Accommodations are needed and needed now

For years, disabled students have been fighting to gain accommodations within higher education. Even after the Americans with Disabilities Act was signed into law, universities have been failing these students by offering limited accessibility options or never fulfilling promised assistance (even if meager). Some requests for accommodations have been met with universities saying that they aren’t feasible. With the outbreak of COVID-19, resulting in school closures across the country, universities have had to make significant changes. These changes reveal just how poorly higher education institutions have worked to accommodate disabled students by showing that solutions described as not feasible or impossible, were and can be made.

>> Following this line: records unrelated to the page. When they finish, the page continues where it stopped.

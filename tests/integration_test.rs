use aadhaar_risk::assessment::{Assessment, Assessor, EmptyGroupReason, Selection};
use aadhaar_risk::features::FeatureTable;
use aadhaar_risk::geography::{GeographyRegistry, NameResolver};
use aadhaar_risk::model::{ModelStore, RiskLabel};
use aadhaar_risk::pipeline::Pipeline;
use chrono::NaiveDate;
use std::fs;
use std::path::{Path, PathBuf};

/// Write one extract of each kind into `dir`.
fn create_extracts(dir: &Path) -> Result<Vec<PathBuf>, Box<dyn std::error::Error>> {
    let enrolment = dir.join("enrolment.csv");
    fs::write(
        &enrolment,
        "date,state,district,pincode,age_0_5,age_5_17,age_18_greater\n\
         01-09-2025,Karnataka,Bangalore,560001,500,300,200\n\
         01-09-2025,KARNATAKA,bengaluru urban,560002,300,300,400\n\
         02-09-2025,Karnataka,Bengaluru,560001,10,10,10\n\
         01-09-2025,Karnataka,Mysore,570001,10,10,10\n\
         01-09-2025,Karnatka,Banglore Rural,562110,4,4,4\n\
         01-09-2025,Karnataka,Gotham,560099,1,1,1\n\
         31-02-2025,Karnataka,Mysuru,570001,1,1,1\n",
    )?;

    let biometric = dir.join("biometric.csv");
    fs::write(
        &biometric,
        "date,state,district,pincode,bio_age_5_17,bio_age_17_\n\
         01-09-2025,Karnataka,Bengaluru Urban,560001,3000,2000\n\
         01-09-2025,Karnataka,Mysuru,570001,,0\n",
    )?;

    let demographic = dir.join("demographic.csv");
    fs::write(
        &demographic,
        "date,state,district,pincode,demo_age_5_17,demo_age_17_\n\
         01-09-2025,Karnataka,Mysuru,570001,3,6\n",
    )?;

    Ok(vec![enrolment, biometric, demographic])
}

fn artifacts() -> (PathBuf, PathBuf) {
    let root = Path::new(env!("CARGO_MANIFEST_DIR")).join("model");
    (root.join("risk_model.json"), root.join("label_encoder.json"))
}

fn day(d: u32) -> NaiveDate {
    NaiveDate::from_ymd_opt(2025, 9, d).unwrap()
}

#[test]
fn test_extracts_to_feature_file() {
    let dir = tempfile::tempdir().unwrap();
    let inputs = create_extracts(dir.path()).unwrap();

    let registry = GeographyRegistry::bundled().unwrap();
    let report = Pipeline::new(NameResolver::with_default_threshold(registry))
        .run(&inputs)
        .unwrap();

    assert_eq!(report.files.len(), 3);
    assert_eq!(report.rows_read, 10);
    assert_eq!(report.rows_skipped, 1);
    assert_eq!(report.records_unresolved, 1);
    assert_eq!(report.records_resolved, 8);
    assert_eq!(report.unresolved.len(), 1);
    assert_eq!(report.unresolved[0].raw, "Gotham");

    let output = dir.path().join("out").join("features.csv");
    report.table().write_csv(&output).unwrap();
    let table = FeatureTable::read_csv(&output).unwrap();
    assert_eq!(table.len(), report.features.len());

    let bengaluru = table.lookup("Karnataka", "Bengaluru Urban", day(1)).unwrap();
    assert_eq!(bengaluru.enrolment_load, 2000);
    assert!((bengaluru.child_share - 0.4).abs() < 1e-9);
    assert!((bengaluru.adult_biometric_ratio - 1.0).abs() < 1e-9);
    assert!((bengaluru.share_total() - 1.0).abs() < 1e-9);

    // Misspelled state and district both resolve
    assert!(table.lookup("Karnataka", "Bengaluru Rural", day(1)).is_some());

    // Enrolment, biometric and demographic rows land in one group
    let mysuru = table.lookup("Karnataka", "Mysuru", day(1)).unwrap();
    assert_eq!(mysuru.enrolment_load, 30);
    assert!((mysuru.demographic_pressure - 0.3).abs() < 1e-9);

    assert_eq!(table.dates("Karnataka", "Bengaluru Urban"), vec![day(1), day(2)]);
}

#[test]
fn test_assess_with_bundled_artifacts() {
    let dir = tempfile::tempdir().unwrap();
    let inputs = create_extracts(dir.path()).unwrap();

    let registry = GeographyRegistry::bundled().unwrap();
    let resolver = NameResolver::with_default_threshold(registry);
    let table = Pipeline::new(resolver).run(&inputs).unwrap().table();

    let (model_path, encoder_path) = artifacts();
    let models = ModelStore::new(model_path, encoder_path);
    let assessor = Assessor::new(&table, resolver, &models, 20);

    let high = assessor
        .assess(&Selection::new("Karnataka", "Bangalore", Some(day(1))), day(30))
        .unwrap();
    let Assessment::Scored(report) = high else {
        panic!("expected a scored assessment");
    };
    assert_eq!(report.prediction.label, RiskLabel::High);
    let total: f64 = report.prediction.probabilities.iter().map(|(_, p)| p).sum();
    assert!((total - 1.0).abs() < 1e-9);
    assert_eq!(report.prediction.contributions[0].feature, "total_enrolment");
    assert_eq!(report.trend.len(), 2);

    // The default date is the latest one when today has no data
    let low = assessor
        .assess(&Selection::new("Karnataka", "Bengaluru Urban", None), day(30))
        .unwrap();
    let Assessment::Scored(report) = low else {
        panic!("expected a scored assessment");
    };
    assert_eq!(report.features.date, day(2));
    assert_eq!(report.prediction.label, RiskLabel::Low);

    let empty = assessor
        .assess(&Selection::new("Karnataka", "Mysuru", Some(day(2))), day(30))
        .unwrap();
    assert!(matches!(
        empty,
        Assessment::InsufficientData(ref w) if w.reason == EmptyGroupReason::NoRecordsOnDate
    ));
}

#[test]
fn test_legacy_feature_file() {
    let dir = tempfile::tempdir().unwrap();
    let path = dir.path().join("final_ml_dataset.csv");
    fs::write(
        &path,
        "state,district,date,total_enrolment,child_share,youth_share,adult_share,bio_ratio_5_17,bio_ratio_17,log_load\n\
         Goa,North Goa,01-09-2025,40,0.25,0.25,0.5,0.1,0.2,3.713572\n\
         Goa,North Goa,02-09-2025,60,0.5,0.25,0.25,0.0,0.0,4.110874\n",
    )
    .unwrap();

    let table = FeatureTable::read_csv(&path).unwrap();
    assert_eq!(table.len(), 2);
    let first = table.lookup("Goa", "North Goa", day(1)).unwrap();
    assert_eq!(first.enrolment_load, 40);
    assert!((first.adult_biometric_ratio - 0.2).abs() < 1e-9);
    assert!((first.biometric_pressure - 0.3).abs() < 1e-9);

    let average = table.state_average("Goa").unwrap();
    assert!((average.mean_enrolment_load - 50.0).abs() < 1e-9);
}

#[test]
fn test_legacy_names_are_assessable() {
    let dir = tempfile::tempdir().unwrap();
    let path = dir.path().join("final_ml_dataset.csv");
    fs::write(
        &path,
        "state,district,date,total_enrolment,child_share,youth_share,adult_share,bio_ratio_5_17,bio_ratio_17,log_load\n\
         west_bengal,north-24-parganas,01-09-2025,40,0.25,0.25,0.5,0.1,0.2,3.713572\n",
    )
    .unwrap();

    let registry = GeographyRegistry::bundled().unwrap();
    let resolver = NameResolver::with_default_threshold(registry);
    let table = FeatureTable::read_csv(&path).unwrap().with_canonical_names(&resolver);

    let (model_path, encoder_path) = artifacts();
    let models = ModelStore::new(model_path, encoder_path);
    let assessor = Assessor::new(&table, resolver, &models, 20);

    let assessment = assessor
        .assess(&Selection::new("West Bengal", "North 24 Parganas", None), day(30))
        .unwrap();
    let Assessment::Scored(report) = assessment else {
        panic!("expected a scored assessment");
    };
    assert_eq!(report.features.date, day(1));
    assert_eq!(report.features.enrolment_load, 40);
}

As one of these students with disabilities, I have personally felt the frustration of limited accommodations provided by universities. Having the ability to go back and watch lectures online, even do labs online, would have been a fantastic resource for days where my disability made it difficult to leave my home. Being able to do work I would otherwise miss due to an absence, even just the ability to be counted for doing my work instead of taking an absence, would have made the three years I’ve been in college better. In the past, however, such accommodations were among those considered infeasible. COVID-19 has made it clear to me, and every other disabled person denied accommodations to work on things from home or ones that would have made their school experience better, that these things COULD have been done, with effort. We COULD have received help like this from the beginning, making it a requirement for professors to record their lectures for accessibility, enabling and encouraging telecommunications and video calls, and offering more online instruction options for a larger variety of, if not all, courses- but we were denied.

Such accessibility options are now the standard for schools in the US-even around the world. Suddenly, nonviable has become viable. Now I ask: what happens once the spread of COVID-19 dies down and schools reopen?”

The previous standard was not good enough. It has been proven that courses going online, remote assignments, and virtual communication can work. It is extremely important for schools everywhere, from the public to private, to continue to make the accommodations made for the COVID-19 pandemic available after they are able to reopen. Any less shows a blatant disregard for the struggles of disabled people everywhere.